We now understand that trauma’s imprint is both psychological and somatic: long after the events are over, the body and mind continue to respond as if danger were everpresent. We hold what happened as a ‘living legacy’ of emotional and body memories that keep the trauma alive for decades. My professional mission has been to bring this understanding of trauma to both clients and their therapists as a psychotherapist, consultant, and trainer of clinicians looking for answers to helping their traumatized clients. I believe the key to healing is not knowing what happened but transforming how our younger selves still remember it. When we accept the child we once were and welcome them into our minds and hearts, we can finally heal.
Janina Fisher, Ph.D. is a licensed clinical psychologist and a former instructor, Harvard Medical School. An international expert on the treatment of trauma, she is an Advisory Board member of the Trauma Research Foundation and the author of three books, Healing the Fragmented Selves of Trauma Survivors: Overcoming Self-Alienation (2017), Transforming the Living Legacy of Trauma: a Workbook for Survivors and Therapists (2021), and The Living Legacy Instructional Flip Chart (2022). She is best known as the creator and trainer of Trauma-Informed Stabilization Treatment (TIST), a parts approach to resolution and healing.

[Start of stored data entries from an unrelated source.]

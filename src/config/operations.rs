//! Config loading, validation, and conversion to lock settings.

use super::model::Config;
use crate::action::LockTimings;
use crate::error::{ActionLockError, Result};
use std::path::Path;
use std::time::Duration;

impl Config {
    /// Load config from a YAML file.
    ///
    /// Unknown fields in the YAML are silently ignored for forward compatibility.
    pub fn load<P: AsRef<Path>>(path: P) -> Result<Self> {
        let path = path.as_ref();

        let content = std::fs::read_to_string(path).map_err(|e| {
            ActionLockError::UserError(format!(
                "failed to read config file '{}': {}",
                path.display(),
                e
            ))
        })?;

        Self::from_yaml(&content)
    }

    /// Parse config from a YAML string.
    pub fn from_yaml(yaml: &str) -> Result<Self> {
        let config: Config = serde_yaml::from_str(yaml).map_err(|e| {
            ActionLockError::UserError(format!("failed to parse config YAML: {}", e))
        })?;

        config.validate()?;
        Ok(config)
    }

    /// Serialize config to YAML string.
    pub fn to_yaml(&self) -> Result<String> {
        serde_yaml::to_string(self).map_err(|e| {
            ActionLockError::UserError(format!("failed to serialize config to YAML: {}", e))
        })
    }

    /// Validate config values and return error on invalid values.
    ///
    /// Validation rules:
    /// - all durations must be positive
    /// - `poll_interval_secs` must not exceed `wait_timeout_secs`
    pub fn validate(&self) -> Result<()> {
        for (name, value) in [
            ("lock_ttl_secs", self.lock_ttl_secs),
            ("wait_timeout_secs", self.wait_timeout_secs),
            ("poll_interval_secs", self.poll_interval_secs),
        ] {
            if value == 0 {
                return Err(ActionLockError::UserError(format!(
                    "config validation failed: {} must be greater than 0",
                    name
                )));
            }
        }

        if self.poll_interval_secs > self.wait_timeout_secs {
            return Err(ActionLockError::UserError(format!(
                "config validation failed: poll_interval_secs ({}) must not exceed wait_timeout_secs ({})",
                self.poll_interval_secs, self.wait_timeout_secs
            )));
        }

        Ok(())
    }

    /// TTL of the lock table entries.
    pub fn lock_ttl(&self) -> Duration {
        Duration::from_secs(self.lock_ttl_secs)
    }

    /// Wait budget handed to the action lock store.
    pub fn lock_timings(&self) -> LockTimings {
        LockTimings {
            wait_timeout: Duration::from_secs(self.wait_timeout_secs),
            poll_interval: Duration::from_secs(self.poll_interval_secs),
        }
    }
}
//! Acquisition of the lock guarding one action item.

use super::key;
use super::model::ActionItem;
use super::owner::{OwnerResolver, PodMetadataOwnerResolver};
use crate::error::Result;
use crate::locks::{ExpirationMap, LockHelper};
use k8s_openapi::api::core::v1::Pod;
use std::sync::Arc;
use std::time::Duration;
use tracing::{debug, error};

/// Default total time to wait for a contended lock.
pub const DEFAULT_WAIT_TIMEOUT: Duration = Duration::from_secs(300);

/// Default time between two acquire attempts.
pub const DEFAULT_POLL_INTERVAL: Duration = Duration::from_secs(10);

/// Finds the pod an action item affects.
///
/// Called on every lock attempt, so implementations must be cheap and free
/// of side effects. `None` means the action targets a non-pod entity.
pub trait PodLookup: Send + Sync {
    fn pod_for(&self, item: &ActionItem) -> Option<Pod>;
}

impl<F> PodLookup for F
where
    F: Fn(&ActionItem) -> Option<Pod> + Send + Sync,
{
    fn pod_for(&self, item: &ActionItem) -> Option<Pod> {
        self(item)
    }
}

/// Wait budget for a contended lock.
#[derive(Debug, Clone, Copy, PartialEq, Eq)]
pub struct LockTimings {
    pub wait_timeout: Duration,
    pub poll_interval: Duration,
}

impl Default for LockTimings {
    fn default() -> Self {
        Self {
            wait_timeout: DEFAULT_WAIT_TIMEOUT,
            poll_interval: DEFAULT_POLL_INTERVAL,
        }
    }
}

/// Hands out the lock serializing an action with every other action on the
/// same pod, workload controller or target entity.
#[derive(Clone)]
pub struct ActionLockStore {
    lock_map: Arc<ExpirationMap>,
    pods: Arc<dyn PodLookup>,
    owners: Arc<dyn OwnerResolver>,
    timings: LockTimings,
}

impl std::fmt::Debug for ActionLockStore {
    fn fmt(&self, f: &mut std::fmt::Formatter<'_>) -> std::fmt::Result {
        f.debug_struct("ActionLockStore")
            .field("lock_map", &self.lock_map)
            .field("timings", &self.timings)
            .finish_non_exhaustive()
    }
}

impl ActionLockStore {
    /// Create a store resolving pod owners from pod metadata.
    pub fn new(lock_map: Arc<ExpirationMap>, pods: Arc<dyn PodLookup>) -> Self {
        Self {
            lock_map,
            pods,
            owners: Arc::new(PodMetadataOwnerResolver),
            timings: LockTimings::default(),
        }
    }

    pub fn with_owner_resolver(mut self, owners: Arc<dyn OwnerResolver>) -> Self {
        self.owners = owners;
        self
    }

    pub fn with_timings(mut self, timings: LockTimings) -> Self {
        self.timings = timings;
        self
    }

    pub fn timings(&self) -> LockTimings {
        self.timings
    }

    /// The shared lock table.
    pub fn lock_map(&self) -> &Arc<ExpirationMap> {
        &self.lock_map
    }

    /// Derive the lock key for `item` without taking any lock.
    pub fn lock_key(&self, item: &ActionItem) -> Result<String> {
        key::lock_key(item, self.pods.as_ref(), self.owners.as_ref())
    }

    /// Acquire the lock for `item`, waiting up to the configured timeout.
    ///
    /// The returned helper holds the lock; the caller releases it once the
    /// action completes or fails (dropping it also releases).
    pub fn get_lock(&self, item: &ActionItem) -> Result<LockHelper> {
        let key = self.lock_key(item)?;
        debug!(action = %item.uuid, key = %key, "getting lock");

        let mut helper = LockHelper::new(key, Arc::clone(&self.lock_map))
            .map_err(|e| {
                error!(action = %item.uuid, "failed to get a lock helper: {}", e);
                e
            })?
            .with_holder(item.uuid.clone());

        if let Err(e) = helper.try_lock(self.timings.wait_timeout, self.timings.poll_interval) {
            error!(action = %item.uuid, key = %helper.key(), "failed to acquire lock: {}", e);
            return Err(e);
        }

        Ok(helper)
    }
}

Understanding Trauma and its Treatment
We don’t survive trauma as a result of conscious decision-making. At the moment of life threat, humans automatically rely upon survival instincts. Our five senses pick up the signs of imminent danger, causing the brain to turn on the adrenaline stress response system. As we prepare to fight or flee, heart rate and respiration speed oxygen to muscle tissue, and the thinking brain, our frontal cortex, is inhibited to increase response time. We are in survival mode, in our animal brains. Later, we may pay a price for these instinctive responses: we have made it without bearing witness to our own experience.
Afterward, we are left with an inadequate record of what happened, no felt sense of its being over and little awareness of how we endured it. If we have immediate support and safety afterward, we may be left shaken, but the events will feel behind us. If the events have been recurrent or we are young and vulnerable or have inadequate support, we can be left with a host of intense responses and symptoms that tell the story without words and without the knowledge that we are remembering events and feelings from long ago. Worse yet, the survival response system may become chronically activated, resulting in long-term feelings of alarm and danger, tendencies to flee or fight under stress, debilitating feelings of vulnerability and exhaustion, or an inability to assert and protect ourselves. To make the challenge even greater, therapeutic approaches that emphasize talking about the events often result in more, not less, activation of trauma responses and symptoms.
Since the 1980s and 90s, newer treatment paradigms have developed that more directly impact the somatic and emotional legacy of trauma. Sensorimotor Psychotherapy, developed by Pat Ogden, Ph.D., directly addresses the effects of trauma on the nervous system and body without the need to use touch. Easily integrated into traditional talk therapies, Sensorimotor Psychotherapy utilizes mindfulness techniques to facilitate resolution of trauma-related body responses first before attempting to re-work emotional responses and meaning-making. Clients report an appreciation of its gentle and empowering interventions and find it equally or more effective than either narrative approaches or EMDR. Eye Movement Desensitization and Reprocessing (EMDR), developed in the 1980s by Francine Shapiro, is today one of the most popular and well-researched methods of trauma treatment. Like Sensorimotor Psychotherapy, EMDR does not focus on narrative recall but on reprocessing key elements of traumatic events, i.e, the legacy. Finally, Internal Family Systems, developed by Richard Schwartz in the early 1990s, is rooted in the assumption that symptoms and unresolved issues reflect disowned and unintegrated parts of the self. This assumption of inherent multiplicity is helpful to trauma survivors baffled by the paradoxical symptoms with which they struggle, while its mindful pace creates a feeling of safety for the client.